- Task brief: Copy each line of the material in which the word "EventEmitter" appears.

_____

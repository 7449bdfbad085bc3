//! Analysis orchestrator
//!
//! Runs one analysis request as two strictly sequential phases:
//!
//! - **Phase A (logs)**: stream diagnostic log text from the model and
//!   forward each completed line as a "log" event as soon as it arrives.
//! - **Phase B (report)**: request a schema-bound report and forward it as
//!   the single "report" event.
//!
//! Every request ends with exactly one schema-valid report event. If Phase A
//! fails, the canned log lines are appended after any live ones, followed by
//! the fallback report, and Phase B is skipped. A Phase B failure or an
//! invalid report is replaced by the fallback report.

use super::line_buffer::{is_displayable, LineBuffer};
use super::model::{GenerativeModel, ModelError, ModelRequest, OutputSchema};
use super::prompts;
use dermal_common::image::ImageData;
use dermal_common::report::{report_json_schema, REPORT_SCHEMA_DESCRIPTION, REPORT_SCHEMA_NAME};
use dermal_common::{AnalysisEvent, AnalyzeRequest, DermalReport, FallbackPolicy, StreamEvent};
use futures::StreamExt;
use std::sync::Arc;
use tokio::sync::mpsc;
use tokio_stream::wrappers::ReceiverStream;
use tracing::{debug, error, info, warn, Instrument};
use uuid::Uuid;

/// Event channel depth per request
const EVENT_CHANNEL_CAPACITY: usize = 32;

/// Where Phase A stopped
#[derive(Debug)]
enum LogPhaseOutcome {
    Completed { lines: usize },
    Failed { lines: usize, error: ModelError },
}

/// Per-request event sink
struct EventEmitter {
    tx: mpsc::Sender<StreamEvent>,
    logs_sent: usize,
    client_gone: bool,
}

impl EventEmitter {
    fn new(tx: mpsc::Sender<StreamEvent>) -> Self {
        Self {
            tx,
            logs_sent: 0,
            client_gone: false,
        }
    }

    async fn send(&mut self, event: AnalysisEvent) -> bool {
        let wire = match event.to_stream_event() {
            Ok(wire) => wire,
            Err(e) => {
                warn!("Failed to serialize {} event: {}", event.event_type(), e);
                return false;
            }
        };
        if self.tx.send(wire).await.is_err() {
            if !self.client_gone {
                debug!("Client disconnected; remaining events are dropped");
                self.client_gone = true;
            }
        }
        true
    }

    async fn log(&mut self, line: String) {
        if self.send(AnalysisEvent::log(line)).await {
            self.logs_sent += 1;
        }
    }

    async fn report(&mut self, report: DermalReport, fallback: &FallbackPolicy) {
        if !self.send(AnalysisEvent::Report(report)).await {
            error!("Report serialization failed, sending fallback report");
            self.send(AnalysisEvent::Report(fallback.server_report())).await;
        }
    }
}

/// Analysis orchestrator service
pub struct AnalysisOrchestrator {
    model: Arc<dyn GenerativeModel>,
    fallback: FallbackPolicy,
}

impl AnalysisOrchestrator {
    pub fn new(model: Arc<dyn GenerativeModel>, fallback: FallbackPolicy) -> Self {
        Self { model, fallback }
    }

    pub fn fallback(&self) -> &FallbackPolicy {
        &self.fallback
    }

    /// Start an analysis in the background and stream its events
    ///
    /// The stream ends after the report event.
    pub fn spawn(self: &Arc<Self>, request: AnalyzeRequest) -> ReceiverStream<StreamEvent> {
        let (tx, rx) = mpsc::channel(EVENT_CHANNEL_CAPACITY);
        let orchestrator = Arc::clone(self);
        tokio::spawn(async move {
            orchestrator.run(request, tx).await;
        });
        ReceiverStream::new(rx)
    }

    /// Run one analysis, sending events to `tx`
    ///
    /// Returns once the report event has been sent; dropping `tx` closes the stream.
    pub async fn run(&self, request: AnalyzeRequest, tx: mpsc::Sender<StreamEvent>) {
        let analysis_id = Uuid::new_v4();
        let span = tracing::info_span!("analysis", id = %analysis_id);
        self.run_phases(request, tx).instrument(span).await
    }

    async fn run_phases(&self, request: AnalyzeRequest, tx: mpsc::Sender<StreamEvent>) {
        let image = request.image.as_deref().and_then(ImageData::from_data_url);
        if request.image.is_some() && image.is_none() {
            warn!("Image is not a base64 data URL, analyzing without it");
        }
        info!(
            model = self.model.name(),
            with_image = image.is_some(),
            quiz_answered = !request.quiz.is_empty(),
            "Analysis started"
        );

        let mut emitter = EventEmitter::new(tx);

        match self.stream_logs(image.clone(), &mut emitter).await {
            LogPhaseOutcome::Completed { lines } => {
                info!(lines, "Log phase completed");
            }
            LogPhaseOutcome::Failed { lines, error } => {
                warn!(lines, "Log phase failed, sending fallback analysis: {}", error);
                self.send_fallback(&mut emitter).await;
                return;
            }
        }

        let report = self.generate_report(&request, image).await;
        emitter.report(report, &self.fallback).await;
        info!(logs = emitter.logs_sent, "Analysis completed");
    }

    /// Phase A
    async fn stream_logs(
        &self,
        image: Option<ImageData>,
        emitter: &mut EventEmitter,
    ) -> LogPhaseOutcome {
        let prompt = prompts::diagnostic_log_prompt(image.is_some());
        let mut text = match self.model.stream_text(ModelRequest::with_image(prompt, image)).await {
            Ok(text) => text,
            Err(error) => return LogPhaseOutcome::Failed { lines: 0, error },
        };

        let mut buffer = LineBuffer::new();
        while let Some(fragment) = text.next().await {
            match fragment {
                Ok(fragment) => {
                    for line in buffer.push(&fragment) {
                        if is_displayable(&line) {
                            emitter.log(line).await;
                        } else {
                            debug!(line = %line, "Skipping short unstructured line");
                        }
                    }
                }
                Err(error) => {
                    return LogPhaseOutcome::Failed {
                        lines: emitter.logs_sent,
                        error,
                    }
                }
            }
        }

        if let Some(rest) = buffer.finish() {
            emitter.log(rest).await;
        }
        LogPhaseOutcome::Completed {
            lines: emitter.logs_sent,
        }
    }

    /// Phase B; always returns a valid report
    async fn generate_report(&self, request: &AnalyzeRequest, image: Option<ImageData>) -> DermalReport {
        let prompt = prompts::report_prompt(&request.quiz, image.is_some());
        let schema = OutputSchema {
            name: REPORT_SCHEMA_NAME.to_string(),
            description: REPORT_SCHEMA_DESCRIPTION.to_string(),
            schema: report_json_schema(),
        };

        match self
            .model
            .generate_object(ModelRequest::with_image(prompt, image), &schema)
            .await
        {
            Ok(value) => match DermalReport::from_json_value(value) {
                Ok(report) => {
                    info!(profile_id = %report.profile_id, headline = %report.headline, "Model report validated");
                    report
                }
                Err(e) => {
                    warn!("Model report failed validation, using fallback: {}", e);
                    self.fallback.server_report()
                }
            },
            Err(e) => {
                warn!("Report generation failed, using fallback: {}", e);
                self.fallback.server_report()
            }
        }
    }

    /// Canned logs followed by the fallback report
    async fn send_fallback(&self, emitter: &mut EventEmitter) {
        for line in &self.fallback.log_lines {
            emitter.log(line.clone()).await;
        }
        emitter.report(self.fallback.server_report(), &self.fallback).await;
        info!(logs = emitter.logs_sent, "Fallback analysis sent");
    }
}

_____

- Solution:
struct EventEmitter {
impl EventEmitter {
        let mut emitter = EventEmitter::new(tx);
        emitter: &mut EventEmitter,
    async fn send_fallback(&self, emitter: &mut EventEmitter) {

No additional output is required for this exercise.